[Collected data entries]
════════════════
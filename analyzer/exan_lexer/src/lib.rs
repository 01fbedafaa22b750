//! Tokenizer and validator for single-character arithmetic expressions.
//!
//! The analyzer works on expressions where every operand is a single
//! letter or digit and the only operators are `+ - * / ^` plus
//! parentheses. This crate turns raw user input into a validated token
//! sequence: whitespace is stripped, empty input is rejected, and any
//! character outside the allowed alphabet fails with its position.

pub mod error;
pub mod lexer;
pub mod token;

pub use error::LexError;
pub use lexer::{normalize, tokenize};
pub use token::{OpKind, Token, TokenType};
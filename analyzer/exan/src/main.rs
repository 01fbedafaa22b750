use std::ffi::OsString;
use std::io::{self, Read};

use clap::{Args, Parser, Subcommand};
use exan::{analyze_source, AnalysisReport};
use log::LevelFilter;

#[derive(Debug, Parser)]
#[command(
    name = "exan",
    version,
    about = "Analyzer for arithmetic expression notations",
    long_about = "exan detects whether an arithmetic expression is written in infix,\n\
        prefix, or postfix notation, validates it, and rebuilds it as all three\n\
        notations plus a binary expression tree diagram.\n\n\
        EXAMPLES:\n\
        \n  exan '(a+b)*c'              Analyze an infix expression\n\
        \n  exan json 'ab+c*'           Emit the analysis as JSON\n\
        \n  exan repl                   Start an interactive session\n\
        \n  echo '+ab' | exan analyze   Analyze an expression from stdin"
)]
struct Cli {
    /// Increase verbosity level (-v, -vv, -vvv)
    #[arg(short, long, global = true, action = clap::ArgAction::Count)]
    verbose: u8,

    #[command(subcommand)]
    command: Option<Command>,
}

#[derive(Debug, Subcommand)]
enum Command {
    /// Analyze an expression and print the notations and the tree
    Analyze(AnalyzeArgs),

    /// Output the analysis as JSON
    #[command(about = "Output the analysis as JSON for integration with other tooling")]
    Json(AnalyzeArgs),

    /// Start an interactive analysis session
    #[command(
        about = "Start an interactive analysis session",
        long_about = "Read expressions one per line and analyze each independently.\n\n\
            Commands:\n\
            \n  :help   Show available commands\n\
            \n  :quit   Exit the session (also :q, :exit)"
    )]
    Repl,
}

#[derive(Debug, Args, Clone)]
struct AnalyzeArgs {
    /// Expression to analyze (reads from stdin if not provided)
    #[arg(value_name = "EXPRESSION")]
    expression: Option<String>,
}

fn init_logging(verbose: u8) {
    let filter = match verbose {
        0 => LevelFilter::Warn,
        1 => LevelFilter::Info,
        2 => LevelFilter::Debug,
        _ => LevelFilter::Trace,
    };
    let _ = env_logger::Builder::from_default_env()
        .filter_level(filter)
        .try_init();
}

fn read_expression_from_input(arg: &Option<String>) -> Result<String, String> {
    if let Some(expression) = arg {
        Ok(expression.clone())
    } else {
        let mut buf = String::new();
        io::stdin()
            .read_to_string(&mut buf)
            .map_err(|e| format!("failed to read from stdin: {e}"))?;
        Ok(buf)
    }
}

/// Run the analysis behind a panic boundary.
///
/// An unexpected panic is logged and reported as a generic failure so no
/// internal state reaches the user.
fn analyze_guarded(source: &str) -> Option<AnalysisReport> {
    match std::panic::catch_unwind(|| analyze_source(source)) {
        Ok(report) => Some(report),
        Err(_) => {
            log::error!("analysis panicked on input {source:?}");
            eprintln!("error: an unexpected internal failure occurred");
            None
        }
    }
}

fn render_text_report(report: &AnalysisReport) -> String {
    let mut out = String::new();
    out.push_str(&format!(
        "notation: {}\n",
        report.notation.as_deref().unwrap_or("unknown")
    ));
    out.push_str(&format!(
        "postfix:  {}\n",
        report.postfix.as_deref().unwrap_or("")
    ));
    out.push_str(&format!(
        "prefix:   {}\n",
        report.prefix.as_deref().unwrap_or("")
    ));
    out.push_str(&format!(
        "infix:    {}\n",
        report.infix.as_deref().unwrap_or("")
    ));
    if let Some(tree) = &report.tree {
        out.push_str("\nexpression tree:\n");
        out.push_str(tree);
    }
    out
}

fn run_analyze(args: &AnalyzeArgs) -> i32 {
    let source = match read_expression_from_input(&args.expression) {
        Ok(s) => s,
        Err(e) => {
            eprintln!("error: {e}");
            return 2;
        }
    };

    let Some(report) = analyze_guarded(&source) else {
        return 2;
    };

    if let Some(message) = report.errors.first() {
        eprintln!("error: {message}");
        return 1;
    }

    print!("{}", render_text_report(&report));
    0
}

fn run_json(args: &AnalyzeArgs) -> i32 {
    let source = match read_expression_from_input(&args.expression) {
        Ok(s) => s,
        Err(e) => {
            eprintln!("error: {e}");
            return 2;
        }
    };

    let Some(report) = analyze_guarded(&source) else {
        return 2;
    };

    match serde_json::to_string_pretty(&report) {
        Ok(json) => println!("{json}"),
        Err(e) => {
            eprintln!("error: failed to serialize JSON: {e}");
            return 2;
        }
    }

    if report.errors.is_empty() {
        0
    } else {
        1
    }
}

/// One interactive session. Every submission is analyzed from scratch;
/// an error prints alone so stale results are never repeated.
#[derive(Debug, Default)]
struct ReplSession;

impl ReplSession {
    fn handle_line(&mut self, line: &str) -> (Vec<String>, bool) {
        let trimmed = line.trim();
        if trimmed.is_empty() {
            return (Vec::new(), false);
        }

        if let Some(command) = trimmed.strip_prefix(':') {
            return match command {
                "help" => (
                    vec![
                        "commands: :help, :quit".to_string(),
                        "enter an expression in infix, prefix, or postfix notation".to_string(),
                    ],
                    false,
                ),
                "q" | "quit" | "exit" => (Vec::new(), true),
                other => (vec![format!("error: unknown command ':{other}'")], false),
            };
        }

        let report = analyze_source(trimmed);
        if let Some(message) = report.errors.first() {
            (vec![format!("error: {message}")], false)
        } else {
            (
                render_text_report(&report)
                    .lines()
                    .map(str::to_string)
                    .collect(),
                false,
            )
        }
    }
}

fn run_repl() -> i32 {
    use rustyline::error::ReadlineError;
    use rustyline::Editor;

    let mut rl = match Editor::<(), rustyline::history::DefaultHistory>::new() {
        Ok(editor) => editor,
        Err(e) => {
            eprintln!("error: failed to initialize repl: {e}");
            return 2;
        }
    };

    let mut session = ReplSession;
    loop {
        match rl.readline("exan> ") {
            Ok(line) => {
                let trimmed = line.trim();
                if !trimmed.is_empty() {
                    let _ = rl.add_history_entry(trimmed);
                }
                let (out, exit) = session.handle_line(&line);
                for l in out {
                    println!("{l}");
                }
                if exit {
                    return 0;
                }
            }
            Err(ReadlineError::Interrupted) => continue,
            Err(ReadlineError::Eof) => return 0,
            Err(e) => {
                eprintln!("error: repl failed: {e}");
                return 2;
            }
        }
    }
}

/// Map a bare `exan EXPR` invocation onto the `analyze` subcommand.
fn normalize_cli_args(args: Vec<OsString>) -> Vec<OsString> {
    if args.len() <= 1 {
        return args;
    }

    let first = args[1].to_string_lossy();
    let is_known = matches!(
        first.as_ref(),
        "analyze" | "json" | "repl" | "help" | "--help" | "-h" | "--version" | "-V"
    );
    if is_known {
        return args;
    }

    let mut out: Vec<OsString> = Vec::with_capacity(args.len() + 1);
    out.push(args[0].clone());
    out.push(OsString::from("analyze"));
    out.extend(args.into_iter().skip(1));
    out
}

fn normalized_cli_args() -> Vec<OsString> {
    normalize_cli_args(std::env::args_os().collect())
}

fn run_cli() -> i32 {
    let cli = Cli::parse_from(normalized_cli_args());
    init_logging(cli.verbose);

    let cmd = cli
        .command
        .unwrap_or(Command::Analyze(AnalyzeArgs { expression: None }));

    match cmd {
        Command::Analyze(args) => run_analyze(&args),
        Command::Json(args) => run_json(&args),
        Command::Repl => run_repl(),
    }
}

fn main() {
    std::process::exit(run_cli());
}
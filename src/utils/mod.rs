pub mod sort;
════════════════
▸ **Exercise description**
Would you set down, word for word, the lines from the opening of the entries above through the line with "(-v, -vv, -vvv)", both included, and no others?

▸ **Result for this exercise**
filename analyzer/exan_lexer/src/lib.rs
repository 01fbedafaa22b750
//! Tokenizer and validator for single-character arithmetic expressions.
//!
//! The analyzer works on expressions where every operand is a single
//! letter or digit and the only operators are `+ - * / ^` plus
//! parentheses. This crate turns raw user input into a validated token
//! sequence: whitespace is stripped, empty input is rejected, and any
//! character outside the allowed alphabet fails with its position.

pub mod error;
pub mod lexer;
pub mod token;

pub use error::LexError;
pub use lexer::{normalize, tokenize};
pub use token::{OpKind, Token, TokenType};
filename analyzer/exan/src/main.rs
repository 01fbedafaa22b750
use std::ffi::OsString;
use std::io::{self, Read};

use clap::{Args, Parser, Subcommand};
use exan::{analyze_source, AnalysisReport};
use log::LevelFilter;

#[derive(Debug, Parser)]
#[command(
    name = "exan",
    version,
    about = "Analyzer for arithmetic expression notations",
    long_about = "exan detects whether an arithmetic expression is written in infix,\n\
        prefix, or postfix notation, validates it, and rebuilds it as all three\n\
        notations plus a binary expression tree diagram.\n\n\
        EXAMPLES:\n\
        \n  exan '(a+b)*c'              Analyze an infix expression\n\
        \n  exan json 'ab+c*'           Emit the analysis as JSON\n\
        \n  exan repl                   Start an interactive session\n\
        \n  echo '+ab' | exan analyze   Analyze an expression from stdin"
)]
struct Cli {
    /// Increase verbosity level (-v, -vv, -vvv)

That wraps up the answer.